#### What is needed:
Using the entries that follow, write out the line containing "repository 3dd7802d836b4e73", the line containing "#[serde(deny_unknown_fields)]", and every line between them, exactly and nothing else.

Items listed in a dataset:
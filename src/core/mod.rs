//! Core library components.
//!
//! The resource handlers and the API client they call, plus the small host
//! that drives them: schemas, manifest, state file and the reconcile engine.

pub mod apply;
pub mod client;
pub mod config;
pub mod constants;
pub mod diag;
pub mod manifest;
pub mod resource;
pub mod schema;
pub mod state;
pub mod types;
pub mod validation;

==

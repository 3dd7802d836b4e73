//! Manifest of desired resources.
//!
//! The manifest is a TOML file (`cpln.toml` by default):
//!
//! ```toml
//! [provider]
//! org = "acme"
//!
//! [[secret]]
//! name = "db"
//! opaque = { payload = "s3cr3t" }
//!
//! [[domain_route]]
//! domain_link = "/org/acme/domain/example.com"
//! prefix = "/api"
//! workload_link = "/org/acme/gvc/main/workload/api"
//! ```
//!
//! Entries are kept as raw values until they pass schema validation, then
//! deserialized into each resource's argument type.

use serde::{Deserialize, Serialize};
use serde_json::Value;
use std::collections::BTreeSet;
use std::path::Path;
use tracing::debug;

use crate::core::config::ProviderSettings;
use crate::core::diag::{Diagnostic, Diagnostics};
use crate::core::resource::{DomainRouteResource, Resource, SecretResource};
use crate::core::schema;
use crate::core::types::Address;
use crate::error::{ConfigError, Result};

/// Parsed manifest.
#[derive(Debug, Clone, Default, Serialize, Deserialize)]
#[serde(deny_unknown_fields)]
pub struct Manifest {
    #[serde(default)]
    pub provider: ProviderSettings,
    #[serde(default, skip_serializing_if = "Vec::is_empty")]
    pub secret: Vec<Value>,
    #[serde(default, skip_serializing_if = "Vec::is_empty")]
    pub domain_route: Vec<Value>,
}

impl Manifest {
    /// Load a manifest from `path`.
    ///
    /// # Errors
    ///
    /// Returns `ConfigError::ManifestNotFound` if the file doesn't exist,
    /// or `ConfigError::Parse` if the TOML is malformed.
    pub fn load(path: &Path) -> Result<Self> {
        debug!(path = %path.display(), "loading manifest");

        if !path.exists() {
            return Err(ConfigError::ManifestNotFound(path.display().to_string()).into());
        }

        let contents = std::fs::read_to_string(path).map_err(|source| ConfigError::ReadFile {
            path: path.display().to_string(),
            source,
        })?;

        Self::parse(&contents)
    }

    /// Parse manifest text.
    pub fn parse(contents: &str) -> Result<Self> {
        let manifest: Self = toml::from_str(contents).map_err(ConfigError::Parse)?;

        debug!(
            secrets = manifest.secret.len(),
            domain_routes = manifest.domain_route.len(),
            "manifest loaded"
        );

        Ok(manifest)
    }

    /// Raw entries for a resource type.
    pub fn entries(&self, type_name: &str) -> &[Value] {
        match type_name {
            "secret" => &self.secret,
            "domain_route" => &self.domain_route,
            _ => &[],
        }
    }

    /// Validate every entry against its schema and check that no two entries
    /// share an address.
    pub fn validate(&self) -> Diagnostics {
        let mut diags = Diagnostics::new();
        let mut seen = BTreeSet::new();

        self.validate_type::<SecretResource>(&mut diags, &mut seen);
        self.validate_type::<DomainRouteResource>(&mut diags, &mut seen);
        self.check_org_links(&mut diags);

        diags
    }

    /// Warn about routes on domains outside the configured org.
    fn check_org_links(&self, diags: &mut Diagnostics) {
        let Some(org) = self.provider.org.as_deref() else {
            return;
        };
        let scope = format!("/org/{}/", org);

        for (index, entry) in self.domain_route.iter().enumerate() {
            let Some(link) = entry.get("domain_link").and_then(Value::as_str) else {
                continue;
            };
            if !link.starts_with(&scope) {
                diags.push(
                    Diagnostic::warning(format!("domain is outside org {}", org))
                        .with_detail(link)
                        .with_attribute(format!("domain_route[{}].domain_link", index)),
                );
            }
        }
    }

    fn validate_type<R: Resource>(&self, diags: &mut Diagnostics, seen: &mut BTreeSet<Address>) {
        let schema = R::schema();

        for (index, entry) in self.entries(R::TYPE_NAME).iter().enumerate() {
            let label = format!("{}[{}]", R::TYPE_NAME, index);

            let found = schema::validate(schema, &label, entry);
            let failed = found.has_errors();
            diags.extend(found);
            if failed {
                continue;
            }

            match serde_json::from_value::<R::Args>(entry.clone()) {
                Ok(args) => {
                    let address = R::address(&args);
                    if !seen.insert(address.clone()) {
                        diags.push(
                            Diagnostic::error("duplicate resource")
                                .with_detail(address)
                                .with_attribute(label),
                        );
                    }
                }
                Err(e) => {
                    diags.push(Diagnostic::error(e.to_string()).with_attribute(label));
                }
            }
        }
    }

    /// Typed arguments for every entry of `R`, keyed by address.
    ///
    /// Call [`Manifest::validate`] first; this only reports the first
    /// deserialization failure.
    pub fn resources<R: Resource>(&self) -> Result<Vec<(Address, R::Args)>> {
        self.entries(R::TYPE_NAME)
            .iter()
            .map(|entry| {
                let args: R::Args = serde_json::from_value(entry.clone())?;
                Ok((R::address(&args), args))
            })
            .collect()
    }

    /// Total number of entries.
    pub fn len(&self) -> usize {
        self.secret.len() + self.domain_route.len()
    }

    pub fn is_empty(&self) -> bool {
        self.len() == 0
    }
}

#### Solution to this task:
repository 3dd7802d836b4e73
//! Manifest of desired resources.
//!
//! The manifest is a TOML file (`cpln.toml` by default):
//!
//! ```toml
//! [provider]
//! org = "acme"
//!
//! [[secret]]
//! name = "db"
//! opaque = { payload = "s3cr3t" }
//!
//! [[domain_route]]
//! domain_link = "/org/acme/domain/example.com"
//! prefix = "/api"
//! workload_link = "/org/acme/gvc/main/workload/api"
//! ```
//!
//! Entries are kept as raw values until they pass schema validation, then
//! deserialized into each resource's argument type.

use serde::{Deserialize, Serialize};
use serde_json::Value;
use std::collections::BTreeSet;
use std::path::Path;
use tracing::debug;

use crate::core::config::ProviderSettings;
use crate::core::diag::{Diagnostic, Diagnostics};
use crate::core::resource::{DomainRouteResource, Resource, SecretResource};
use crate::core::schema;
use crate::core::types::Address;
use crate::error::{ConfigError, Result};

/// Parsed manifest.
#[derive(Debug, Clone, Default, Serialize, Deserialize)]
#[serde(deny_unknown_fields)]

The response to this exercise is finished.